DATASET EXTRACT –
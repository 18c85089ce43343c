use gdeltpulse_lib::gdelt_api::Error;
use gdeltpulse_lib::{CachedClient, MemoryCache, ModeHint, PulseError, RetryConfig, SearchQuery};
use std::time::Duration;
use wiremock::matchers::{method, path, query_param};
use wiremock::{Mock, MockServer, ResponseTemplate};

fn load_fixture(name: &str) -> String {
    std::fs::read_to_string(format!("tests/fixtures/{}", name)).unwrap()
}

fn fast_retry(max_retries: usize) -> RetryConfig {
    RetryConfig {
        max_retries,
        base_delay_ms: 1,
        max_delay_ms: 5,
    }
}

fn client(server: &MockServer, max_retries: usize) -> CachedClient {
    CachedClient::with_base_url(&server.uri(), MemoryCache::new(Duration::from_secs(60)))
        .with_retry_config(fast_retry(max_retries))
}

fn context_query() -> SearchQuery {
    SearchQuery::new("prediction market", "2025-01-01", "2025-01-03")
}

#[tokio::test]
async fn second_identical_search_is_served_from_cache() {
    let mock_server = MockServer::start().await;
    Mock::given(method("GET"))
        .and(path("/v2"))
        .and(query_param("action", "context"))
        .respond_with(ResponseTemplate::new(200).set_body_string(load_fixture("context.json")))
        .expect(1)
        .mount(&mock_server)
        .await;

    let client = client(&mock_server, 0);
    let first = client.search_query(&context_query()).await.unwrap();
    let second = client.search_query(&context_query()).await.unwrap();
    assert_eq!(first, second);
    assert_eq!(second.data.len(), 3);
}

#[tokio::test]
async fn entry_points_building_the_same_url_share_an_entry() {
    let mock_server = MockServer::start().await;
    Mock::given(method("GET"))
        .and(path("/v2"))
        .and(query_param("action", "context"))
        .respond_with(ResponseTemplate::new(200).set_body_string(load_fixture("context.json")))
        .expect(2)
        .mount(&mock_server)
        .await;

    let client = client(&mock_server, 0);
    let hinted = context_query().with_mode_hint(ModeHint::Context).to_request().unwrap();
    assert_eq!(
        client.request_url(&hinted).unwrap(),
        client.request_url(&context_query().to_request().unwrap()).unwrap()
    );

    // Both calls resolve to one URL, so only the first reaches upstream.
    let first = client.search_query(&context_query()).await.unwrap();
    let second = client.search(&hinted).await.unwrap();
    assert_eq!(first, second);

    // A different window is a different URL.
    let later = SearchQuery::new("prediction market", "2025-01-02", "2025-01-03");
    client.search_query(&later).await.unwrap();
}

#[tokio::test]
async fn clear_cache_forces_refetch() {
    let mock_server = MockServer::start().await;
    Mock::given(method("GET"))
        .and(path("/v2"))
        .respond_with(ResponseTemplate::new(200).set_body_string(load_fixture("context.json")))
        .expect(2)
        .mount(&mock_server)
        .await;

    let client = client(&mock_server, 0);
    client.search_query(&context_query()).await.unwrap();
    client.clear_cache();
    client.search_query(&context_query()).await.unwrap();
}

#[tokio::test]
async fn transient_failure_is_retried() {
    let mock_server = MockServer::start().await;
    Mock::given(method("GET"))
        .and(path("/"))
        .and(query_param("action", "bilateral"))
        .respond_with(ResponseTemplate::new(503).set_body_string("unavailable"))
        .up_to_n_times(1)
        .expect(1)
        .mount(&mock_server)
        .await;
    Mock::given(method("GET"))
        .and(path("/"))
        .and(query_param("action", "bilateral"))
        .respond_with(ResponseTemplate::new(200).set_body_string(load_fixture("bilateral.json")))
        .expect(1)
        .mount(&mock_server)
        .await;

    let client = client(&mock_server, 2);
    let query = SearchQuery::new("USA CHN", "2025-01-10", "2025-01-11");
    let resp = client.search_query(&query).await.unwrap();
    assert_eq!(resp.data.len(), 2);
}

#[tokio::test]
async fn permanent_failure_is_not_retried() {
    let mock_server = MockServer::start().await;
    Mock::given(method("GET"))
        .respond_with(ResponseTemplate::new(404).set_body_string("not found"))
        .expect(1)
        .mount(&mock_server)
        .await;

    let client = client(&mock_server, 3);
    let err = client.search_query(&context_query()).await.unwrap_err();
    match err {
        PulseError::Api(Error::HttpStatus { status, .. }) => assert_eq!(status, 404),
        other => panic!("expected HttpStatus, got {:?}", other),
    }
}

#[tokio::test]
async fn retries_stop_at_configured_maximum() {
    let mock_server = MockServer::start().await;
    Mock::given(method("GET"))
        .respond_with(ResponseTemplate::new(429))
        .expect(3)
        .mount(&mock_server)
        .await;

    let client = client(&mock_server, 2);
    let err = client.search_query(&context_query()).await.unwrap_err();
    assert_eq!(err.status_code(), 429);
}

#[tokio::test]
async fn failures_are_not_cached() {
    let mock_server = MockServer::start().await;
    Mock::given(method("GET"))
        .respond_with(ResponseTemplate::new(500))
        .up_to_n_times(1)
        .mount(&mock_server)
        .await;
    Mock::given(method("GET"))
        .respond_with(ResponseTemplate::new(200).set_body_string(load_fixture("context.json")))
        .mount(&mock_server)
        .await;

    let client = client(&mock_server, 0);
    assert!(client.search_query(&context_query()).await.is_err());
    assert!(client.search_query(&context_query()).await.is_ok());
}
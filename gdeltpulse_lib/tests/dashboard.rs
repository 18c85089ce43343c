use gdeltpulse_lib::normalize::DEFAULT_EVENT_LIMIT;
use gdeltpulse_lib::types::MetricKey;
use gdeltpulse_lib::{
    build_dashboard, CachedClient, MemoryCache, RetryConfig, SearchQuery, SeriesSource,
};
use std::time::Duration;
use wiremock::matchers::{method, path, query_param};
use wiremock::{Mock, MockServer, ResponseTemplate};

fn load_fixture(name: &str) -> String {
    std::fs::read_to_string(format!("tests/fixtures/{}", name)).unwrap()
}

fn client(server: &MockServer) -> CachedClient {
    CachedClient::with_base_url(&server.uri(), MemoryCache::new(Duration::from_secs(60)))
        .with_retry_config(RetryConfig {
            max_retries: 0,
            base_delay_ms: 1,
            max_delay_ms: 1,
        })
}

/// 2025-01-01..2025-01-03; the previous period is 2024-12-30..2025-01-01.
fn context_query() -> SearchQuery {
    SearchQuery::new("prediction market", "2025-01-01", "2025-01-03")
}

async fn mount_period(server: &MockServer, date_start: &str, response: ResponseTemplate) {
    Mock::given(method("GET"))
        .and(path("/v2"))
        .and(query_param("date_start", date_start))
        .respond_with(response)
        .mount(server)
        .await;
}

const PREVIOUS_BODY: &str = r#"{"status":"success","data":[{"DayDate":20241230,"interaction_count":150}]}"#;

#[tokio::test]
async fn dashboard_combines_both_periods() {
    let mock_server = MockServer::start().await;
    mount_period(
        &mock_server,
        "20250101",
        ResponseTemplate::new(200).set_body_string(load_fixture("context.json")),
    )
    .await;
    mount_period(
        &mock_server,
        "20241230",
        ResponseTemplate::new(200).set_body_string(PREVIOUS_BODY),
    )
    .await;

    let snap = build_dashboard(&client(&mock_server), &context_query(), DEFAULT_EVENT_LIMIT)
        .await
        .unwrap();

    assert_eq!(snap.metric, MetricKey::InteractionCount);
    assert_eq!(snap.series_source, SeriesSource::Rows);
    let values: Vec<f64> = snap.series.iter().map(|p| p.value).collect();
    assert_eq!(values, vec![120.0, 80.0, 100.0]);
    let averages: Vec<f64> = snap.moving_average.iter().map(|p| p.value).collect();
    assert_eq!(averages, vec![120.0, 100.0, 100.0]);
    assert_eq!(snap.sentiment_series.len(), 3);

    assert_eq!(snap.kpis.volume, 300.0);
    assert_eq!(snap.kpis.delta_vs_prev, 1.0);
    assert!((snap.kpis.sentiment_avg + 1.0 / 3.0).abs() < 1e-12);
    assert!(snap.warnings.is_empty());
}

#[tokio::test]
async fn dashboard_events_are_deduplicated_and_sorted() {
    let mock_server = MockServer::start().await;
    mount_period(
        &mock_server,
        "20250101",
        ResponseTemplate::new(200).set_body_string(load_fixture("context.json")),
    )
    .await;
    mount_period(
        &mock_server,
        "20241230",
        ResponseTemplate::new(200).set_body_string(PREVIOUS_BODY),
    )
    .await;

    let snap = build_dashboard(&client(&mock_server), &context_query(), DEFAULT_EVENT_LIMIT)
        .await
        .unwrap();

    let dates: Vec<&str> = snap.events.iter().map(|e| e.date.as_str()).collect();
    assert_eq!(dates, vec!["2025-01-03", "2025-01-02", "2025-01-01"]);

    let top = &snap.events[0];
    assert_eq!(top.title, "Prediction markets draw record volume");
    assert_eq!(top.tone, Some(-1.25));
    assert_eq!(top.impact, Some(1.9));

    let untitled = &snap.events[1];
    assert_eq!(untitled.title, "apnews.com");
    assert_eq!(untitled.tone, Some(-2.5));
    assert_eq!(untitled.impact, None);

    assert_eq!(snap.events[2].title, "Regulators eye election betting");
}

#[tokio::test]
async fn dashboard_falls_back_to_insights_timeline() {
    let mock_server = MockServer::start().await;
    mount_period(
        &mock_server,
        "20250101",
        ResponseTemplate::new(200).set_body_string(load_fixture("context_empty_rows.json")),
    )
    .await;
    mount_period(
        &mock_server,
        "20241230",
        ResponseTemplate::new(200).set_body_string(PREVIOUS_BODY),
    )
    .await;

    let snap = build_dashboard(&client(&mock_server), &context_query(), DEFAULT_EVENT_LIMIT)
        .await
        .unwrap();

    let points: Vec<(&str, f64)> = snap
        .series
        .iter()
        .map(|p| (p.date.as_str(), p.value))
        .collect();
    assert_eq!(points, vec![("2025-01-01", 15.0), ("2025-01-03", 42.0)]);
    assert_eq!(snap.series_source, SeriesSource::Insights);
    assert!(snap.events.is_empty());
    assert_eq!(snap.kpis.volume, 0.0);
}

#[tokio::test]
async fn dashboard_tolerates_previous_period_failure() {
    let mock_server = MockServer::start().await;
    mount_period(
        &mock_server,
        "20250101",
        ResponseTemplate::new(200).set_body_string(load_fixture("context.json")),
    )
    .await;
    mount_period(&mock_server, "20241230", ResponseTemplate::new(502)).await;

    let snap = build_dashboard(&client(&mock_server), &context_query(), DEFAULT_EVENT_LIMIT)
        .await
        .unwrap();

    assert_eq!(snap.series.len(), 3);
    assert_eq!(snap.kpis.delta_vs_prev, 300.0);
    assert_eq!(snap.warnings.len(), 1);
    assert!(snap.warnings[0].starts_with("previous period unavailable"));
}

#[tokio::test]
async fn dashboard_tolerates_current_period_failure() {
    let mock_server = MockServer::start().await;
    mount_period(&mock_server, "20250101", ResponseTemplate::new(503)).await;
    mount_period(
        &mock_server,
        "20241230",
        ResponseTemplate::new(200).set_body_string(PREVIOUS_BODY),
    )
    .await;

    let snap = build_dashboard(&client(&mock_server), &context_query(), DEFAULT_EVENT_LIMIT)
        .await
        .unwrap();

    assert!(snap.series.is_empty());
    assert_eq!(snap.kpis.volume, 0.0);
    assert_eq!(snap.kpis.delta_vs_prev, -1.0);
    assert!(snap.warnings[0].starts_with("current period unavailable"));
}

#[tokio::test]
async fn dashboard_errors_when_both_periods_fail() {
    let mock_server = MockServer::start().await;
    Mock::given(method("GET"))
        .respond_with(ResponseTemplate::new(500))
        .mount(&mock_server)
        .await;

    let result = build_dashboard(&client(&mock_server), &context_query(), 5).await;
    assert!(result.is_err());
}
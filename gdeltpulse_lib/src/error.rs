//! Error types for the library layer.

use std::fmt;

/// Errors produced by the library layer, wrapping upstream API errors
/// and adding cache, serialization, and input validation failures.
#[derive(Debug)]
pub enum PulseError {
    /// An error from the underlying API client.
    Api(gdelt_api::Error),
    /// A cached payload could not be read back.
    Cache(String),
    /// JSON serialization or deserialization failed.
    Serialization(serde_json::Error),
    /// User-provided input failed validation.
    InvalidInput(String),
}

impl fmt::Display for PulseError {
    fn fmt(&self, f: &mut fmt::Formatter<'_>) -> fmt::Result {
        match self {
            Self::Api(e) => write!(f, "API error: {}", e),
            Self::Cache(msg) => write!(f, "Cache error: {}", msg),
            Self::Serialization(e) => write!(f, "Serialization error: {}", e),
            Self::InvalidInput(msg) => write!(f, "Invalid input: {}", msg),
        }
    }
}

impl std::error::Error for PulseError {
    fn source(&self) -> Option<&(dyn std::error::Error + 'static)> {
        match self {
            Self::Api(e) => Some(e),
            Self::Serialization(e) => Some(e),
            _ => None,
        }
    }
}

impl From<gdelt_api::Error> for PulseError {
    fn from(e: gdelt_api::Error) -> Self {
        Self::Api(e)
    }
}

impl From<serde_json::Error> for PulseError {
    fn from(e: serde_json::Error) -> Self {
        Self::Serialization(e)
    }
}

impl PulseError {
    /// HTTP status a front-end proxy should answer with for this error.
    ///
    /// Bad input and upstream parameter errors map to 400, throttling to 429,
    /// everything else to 502.
    pub fn status_code(&self) -> u16 {
        match self {
            Self::InvalidInput(_) => 400,
            Self::Api(gdelt_api::Error::InvalidQuery(_)) => 400,
            Self::Api(gdelt_api::Error::Upstream { kind, .. }) => kind.status_code(),
            Self::Api(gdelt_api::Error::HttpStatus { status: 429, .. }) => 429,
            _ => 502,
        }
    }
}
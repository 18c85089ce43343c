use gdelt_api::{Client, Error, SearchQuery, UpstreamErrorKind};
use wiremock::matchers::{method, path, query_param};
use wiremock::{Mock, MockServer, ResponseTemplate};

fn load_fixture(name: &str) -> String {
    std::fs::read_to_string(format!("tests/fixtures/{}", name)).unwrap()
}

fn context_query() -> SearchQuery {
    SearchQuery::new("prediction market", "2025-01-01", "2025-01-03")
}

#[tokio::test]
async fn search_context_success() {
    let mock_server = MockServer::start().await;
    let body = load_fixture("context.json");

    Mock::given(method("GET"))
        .and(path("/v2"))
        .and(query_param("action", "context"))
        .and(query_param("keywords", "prediction market"))
        .and(query_param("date_start", "20250101"))
        .respond_with(ResponseTemplate::new(200).set_body_string(&body))
        .mount(&mock_server)
        .await;

    let client = Client::with_base_url(&mock_server.uri());
    let request = context_query().to_request().unwrap();
    let result = client.search(&request).await;
    assert!(result.is_ok());

    let resp = result.unwrap();
    assert_eq!(resp.data.len(), 3);
    assert!(resp.insights.is_some());
}

#[tokio::test]
async fn search_bilateral_uses_unversioned_path() {
    let mock_server = MockServer::start().await;
    let body = load_fixture("bilateral.json");

    Mock::given(method("GET"))
        .and(path("/"))
        .and(query_param("action", "bilateral"))
        .and(query_param("country1", "USA"))
        .respond_with(ResponseTemplate::new(200).set_body_string(&body))
        .mount(&mock_server)
        .await;

    let client = Client::with_base_url(&mock_server.uri());
    let request = SearchQuery::new("USA CHN", "2025-01-10", "2025-01-11")
        .to_request()
        .unwrap();
    let resp = client.search(&request).await.unwrap();
    assert_eq!(resp.data.len(), 2);
}

#[tokio::test]
async fn search_server_error() {
    let mock_server = MockServer::start().await;

    Mock::given(method("GET"))
        .and(path("/v2"))
        .respond_with(ResponseTemplate::new(503).set_body_string("Service Unavailable"))
        .mount(&mock_server)
        .await;

    let client = Client::with_base_url(&mock_server.uri());
    let request = context_query().to_request().unwrap();
    let result = client.search(&request).await;
    match result {
        Err(Error::HttpStatus { status, body }) => {
            assert_eq!(status, 503);
            assert_eq!(body, "Service Unavailable");
        }
        _ => panic!("expected HttpStatus error"),
    }
}

#[tokio::test]
async fn search_upstream_error_payload() {
    let mock_server = MockServer::start().await;
    let body = load_fixture("error.json");

    Mock::given(method("GET"))
        .respond_with(ResponseTemplate::new(200).set_body_string(&body))
        .mount(&mock_server)
        .await;

    let client = Client::with_base_url(&mock_server.uri());
    let request = context_query().to_request().unwrap();
    match client.search(&request).await {
        Err(Error::Upstream { kind, message }) => {
            assert_eq!(kind, UpstreamErrorKind::InvalidRequest);
            assert!(message.contains("365 days"));
        }
        _ => panic!("expected Upstream error"),
    }
}

#[tokio::test]
async fn search_malformed_json() {
    let mock_server = MockServer::start().await;

    Mock::given(method("GET"))
        .respond_with(ResponseTemplate::new(200).set_body_string("{not valid json}"))
        .mount(&mock_server)
        .await;

    let client = Client::with_base_url(&mock_server.uri());
    let request = context_query().to_request().unwrap();
    let result = client.search(&request).await;
    assert!(matches!(result, Err(Error::RequestFailed)));
}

YOUR ASSIGNMENT –
Gather from the entries above all lines that include the string "tone".

RESULT OF THIS EXERCISE –
    assert_eq!(top.tone, Some(-1.25));
    assert_eq!(untitled.tone, Some(-2.5));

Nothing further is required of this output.